Fiancette et al. utilize models of inducible transcription factor deletion in mature tissue-resident ILCs to reveal complementary and competing transcriptional networks that determine ILC3 phenotype and functional capacity. Innate lymphoid cells (ILCs) are guardians of mucosal immunity, yet the transcriptional networks that support their function remain poorly understood. We used inducible combinatorial deletion of key transcription factors (TFs) required for ILC development (ROR gamma t, ROR alpha and T-bet) to determine their necessity in maintaining ILC3 identity and function.
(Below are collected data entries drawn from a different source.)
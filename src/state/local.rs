//! Local file-based state storage backend.
//!
//! The state lives in a single JSON file (`.fortisync/state.json` by
//! default) with a lock file beside it.

use async_trait::async_trait;
use std::path::{Path, PathBuf};
use tokio::fs;
use tokio::io::AsyncWriteExt;
use tracing::{debug, info, warn};

use crate::error::{FortiSyncError, Result, StateError};

use super::lock::{generate_holder_id, LockInfo, LOCK_EXPIRY_SECS};
use super::store::StateStore;
use super::types::{SyncState, STATE_VERSION};

/// Default state file, relative to the working directory.
pub const DEFAULT_STATE_PATH: &str = ".fortisync/state.json";

/// Local file-based state store.
#[derive(Debug, Clone)]
pub struct LocalStateStore {
    /// Path to the state file.
    state_path: PathBuf,
    /// Path to the lock file.
    lock_path: PathBuf,
}

impl LocalStateStore {
    /// Creates a store for the given state file. The lock file is the same
    /// path with a `.lock` extension.
    #[must_use]
    pub fn new(state_path: impl Into<PathBuf>) -> Self {
        let state_path = state_path.into();
        let lock_path = state_path.with_extension("lock");
        Self {
            state_path,
            lock_path,
        }
    }

    /// Path of the state file.
    #[must_use]
    pub fn state_path(&self) -> &Path {
        &self.state_path
    }

    async fn ensure_dir(&self) -> Result<()> {
        let Some(dir) = self.state_path.parent().filter(|d| !d.as_os_str().is_empty()) else {
            return Ok(());
        };
        if !dir.exists() {
            debug!("Creating state directory: {}", dir.display());
            fs::create_dir_all(dir)
                .await
                .map_err(|e| StateError::write(format!("Failed to create state directory: {e}")))?;
        }
        Ok(())
    }

    async fn read_lock_file(&self) -> Result<Option<LockInfo>> {
        if !self.lock_path.exists() {
            return Ok(None);
        }

        let content = fs::read_to_string(&self.lock_path).await.map_err(|e| StateError::Corrupted {
            message: format!("Failed to read lock file: {e}"),
        })?;

        let info = serde_json::from_str(&content).map_err(|e| StateError::Corrupted {
            message: format!("Failed to parse lock file: {e}"),
        })?;

        Ok(Some(info))
    }

    async fn write_lock_file(&self, info: &LockInfo) -> Result<()> {
        self.ensure_dir().await?;

        let content = serde_json::to_string_pretty(info)
            .map_err(|e| StateError::serialization(format!("Failed to serialize lock: {e}")))?;

        fs::write(&self.lock_path, content).await.map_err(|e| {
            FortiSyncError::State(StateError::LockFailed {
                message: format!("Failed to write lock file: {e}"),
            })
        })
    }

    async fn delete_lock_file(&self) -> Result<()> {
        if self.lock_path.exists() {
            fs::remove_file(&self.lock_path).await.map_err(|e| StateError::LockFailed {
                message: format!("Failed to delete lock file: {e}"),
            })?;
        }
        Ok(())
    }
}

#[async_trait]
impl StateStore for LocalStateStore {
    async fn load(&self) -> Result<Option<SyncState>> {
        if !self.state_path.exists() {
            debug!("State file does not exist: {}", self.state_path.display());
            return Ok(None);
        }

        debug!("Loading state from: {}", self.state_path.display());

        let content = fs::read_to_string(&self.state_path).await.map_err(|e| StateError::Corrupted {
            message: format!("Failed to read state file: {e}"),
        })?;

        let state: SyncState = serde_json::from_str(&content).map_err(|e| StateError::Corrupted {
            message: format!("Failed to parse state file: {e}"),
        })?;

        if state.version != STATE_VERSION {
            return Err(StateError::VersionMismatch {
                expected: STATE_VERSION.to_string(),
                found: state.version,
            }
            .into());
        }

        Ok(Some(state))
    }

    async fn save(&self, state: &SyncState) -> Result<()> {
        self.ensure_dir().await?;

        info!("Saving state to: {}", self.state_path.display());

        let content = serde_json::to_string_pretty(state)
            .map_err(|e| StateError::serialization(format!("Failed to serialize state: {e}")))?;

        // Write then rename so readers never see a partial file
        let temp_path = self.state_path.with_extension("json.tmp");

        let mut file = fs::File::create(&temp_path)
            .await
            .map_err(|e| StateError::write(format!("Failed to create temp state file: {e}")))?;
        file.write_all(content.as_bytes())
            .await
            .map_err(|e| StateError::write(format!("Failed to write state file: {e}")))?;
        file.sync_all()
            .await
            .map_err(|e| StateError::write(format!("Failed to sync state file: {e}")))?;

        fs::rename(&temp_path, &self.state_path)
            .await
            .map_err(|e| StateError::write(format!("Failed to rename state file: {e}")))?;

        Ok(())
    }

    async fn delete(&self) -> Result<()> {
        if self.state_path.exists() {
            info!("Deleting state file: {}", self.state_path.display());
            fs::remove_file(&self.state_path)
                .await
                .map_err(|e| StateError::write(format!("Failed to delete state file: {e}")))?;
        }
        self.delete_lock_file().await
    }

    async fn exists(&self) -> Result<bool> {
        Ok(self.state_path.exists())
    }

    async fn acquire_lock(&self, holder: &str, operation: &str) -> Result<LockInfo> {
        if let Some(existing) = self.read_lock_file().await? {
            if !existing.is_expired() {
                return Err(StateError::LockedByOther {
                    holder: existing.holder,
                    since: existing.acquired_at.to_rfc3339(),
                }
                .into());
            }
            warn!("Taking over expired lock held by {}", existing.holder);
        }

        let holder = if holder.is_empty() {
            generate_holder_id()
        } else {
            holder.to_string()
        };

        let info = LockInfo::new(&holder, operation);
        self.write_lock_file(&info).await?;

        debug!(
            "Acquired state lock {} for {operation} (expires in {LOCK_EXPIRY_SECS}s)",
            info.lock_id
        );
        Ok(info)
    }

    async fn release_lock(&self, lock_id: &str) -> Result<()> {
        match self.read_lock_file().await? {
            Some(existing) if existing.lock_id == lock_id => {
                self.delete_lock_file().await?;
                debug!("Released state lock {lock_id}");
            }
            Some(existing) => {
                warn!("Not releasing lock {lock_id}: now held as {}", existing.lock_id);
            }
            None => {}
        }
        Ok(())
    }

    async fn force_unlock(&self) -> Result<Option<LockInfo>> {
        let existing = self.read_lock_file().await?;
        self.delete_lock_file().await?;
        Ok(existing)
    }

    async fn lock_info(&self) -> Result<Option<LockInfo>> {
        self.read_lock_file().await
    }

    fn location(&self) -> String {
        self.state_path.display().to_string()
    }
}
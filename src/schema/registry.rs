//! Registry of resource descriptors.
//!
//! The registry starts from the built-in descriptor table and can be
//! extended with descriptor files (YAML, one descriptor or a list).

use serde::Deserialize;
use std::collections::BTreeMap;
use std::path::Path;
use tracing::{debug, info, warn};

use crate::error::SchemaError;

use super::builtin;
use super::resource::ResourceDescriptor;

/// Registry of known resource types.
#[derive(Debug, Clone, Default)]
pub struct SchemaRegistry {
    /// Descriptors by resource type name.
    descriptors: BTreeMap<String, ResourceDescriptor>,
}

/// Contents of a descriptor file.
#[derive(Debug, Deserialize)]
#[serde(untagged)]
enum DescriptorFile {
    Many(Vec<ResourceDescriptor>),
    One(Box<ResourceDescriptor>),
}

impl SchemaRegistry {
    /// Creates an empty registry.
    #[must_use]
    pub const fn new() -> Self {
        Self {
            descriptors: BTreeMap::new(),
        }
    }

    /// Creates a registry holding the built-in descriptors.
    #[must_use]
    pub fn with_builtins() -> Self {
        let descriptors = builtin::descriptors()
            .into_iter()
            .map(|d| (d.name.clone(), d))
            .collect();
        Self { descriptors }
    }

    /// Registers a descriptor, replacing any existing one with the same name.
    ///
    /// # Errors
    ///
    /// Returns an error if the descriptor is inconsistent.
    pub fn register(&mut self, descriptor: ResourceDescriptor) -> Result<(), SchemaError> {
        descriptor.validate()?;
        if self.descriptors.contains_key(&descriptor.name) {
            warn!("Replacing resource descriptor: {}", descriptor.name);
        } else {
            debug!("Registering resource descriptor: {}", descriptor.name);
        }
        self.descriptors.insert(descriptor.name.clone(), descriptor);
        Ok(())
    }

    /// Loads descriptors from a YAML file.
    ///
    /// Returns the number of descriptors registered.
    ///
    /// # Errors
    ///
    /// Returns an error if the file cannot be read or parsed, or a
    /// descriptor is inconsistent.
    pub fn load_file(&mut self, path: impl AsRef<Path>) -> Result<usize, SchemaError> {
        let path = path.as_ref();
        info!("Loading resource descriptors from: {}", path.display());

        let load_failed = |message: String| SchemaError::LoadFailed {
            path: path.display().to_string(),
            message,
        };

        let content = std::fs::read_to_string(path).map_err(|e| load_failed(e.to_string()))?;
        let parsed: DescriptorFile =
            serde_yaml::from_str(&content).map_err(|e| load_failed(e.to_string()))?;

        let descriptors = match parsed {
            DescriptorFile::Many(many) => many,
            DescriptorFile::One(one) => vec![*one],
        };

        let count = descriptors.len();
        for descriptor in descriptors {
            self.register(descriptor)?;
        }
        Ok(count)
    }

    /// Gets a descriptor by resource type name.
    #[must_use]
    pub fn get(&self, name: &str) -> Option<&ResourceDescriptor> {
        self.descriptors.get(name)
    }

    /// Returns all descriptors, sorted by name.
    pub fn iter(&self) -> impl Iterator<Item = &ResourceDescriptor> {
        self.descriptors.values()
    }

    /// Returns the number of registered descriptors.
    #[must_use]
    pub fn len(&self) -> usize {
        self.descriptors.len()
    }

    /// Returns true if no descriptors are registered.
    #[must_use]
    pub fn is_empty(&self) -> bool {
        self.descriptors.is_empty()
    }
}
Both ROR gamma t and ROR alpha were required to preserve optimum effector functions; however, ROR alpha was sufficient to support robust interleukin-22 production among the lymphoid tissue inducer (LTi)-like ILC3 subset, but not natural cytotoxicity receptor (NCR)(+) ILC3s. Lymphoid tissue inducer-like ILC3s persisted with only selective loss of phenotype and effector functions even after the loss of both TFs. In contrast, continued ROR gamma t expression was essential to restrain transcriptional networks associated with type 1 immunity within NCR+ ILC3s, which coexpress T-bet. Full differentiation to an ILC1-like population required the additional loss of ROR alpha. Together, these data demonstrate how TF networks integrate within mature ILCs after development to sustain effector functions, imprint phenotype and restrict alternative differentiation programs.

Automated summary

Fiancette et al. used inducible transcription factor deletion models in mature tissue-resident ILCs to uncover complementary and competing transcriptional networks determining ILC3 phenotype and functional capacity. The study demonstrated the importance of ROR gamma t and ROR alpha in maintaining optimal effector functions in ILC3s, with ROR alpha being sufficient for robust interleukin-22 production in LTi-like ILC3 subset but not in NCR(+) ILC3s. Further, continued ROR gamma t expression was essential to restrain type 1 immunity associated transcriptional networks in NCR+ ILC3s coexpressing T-bet.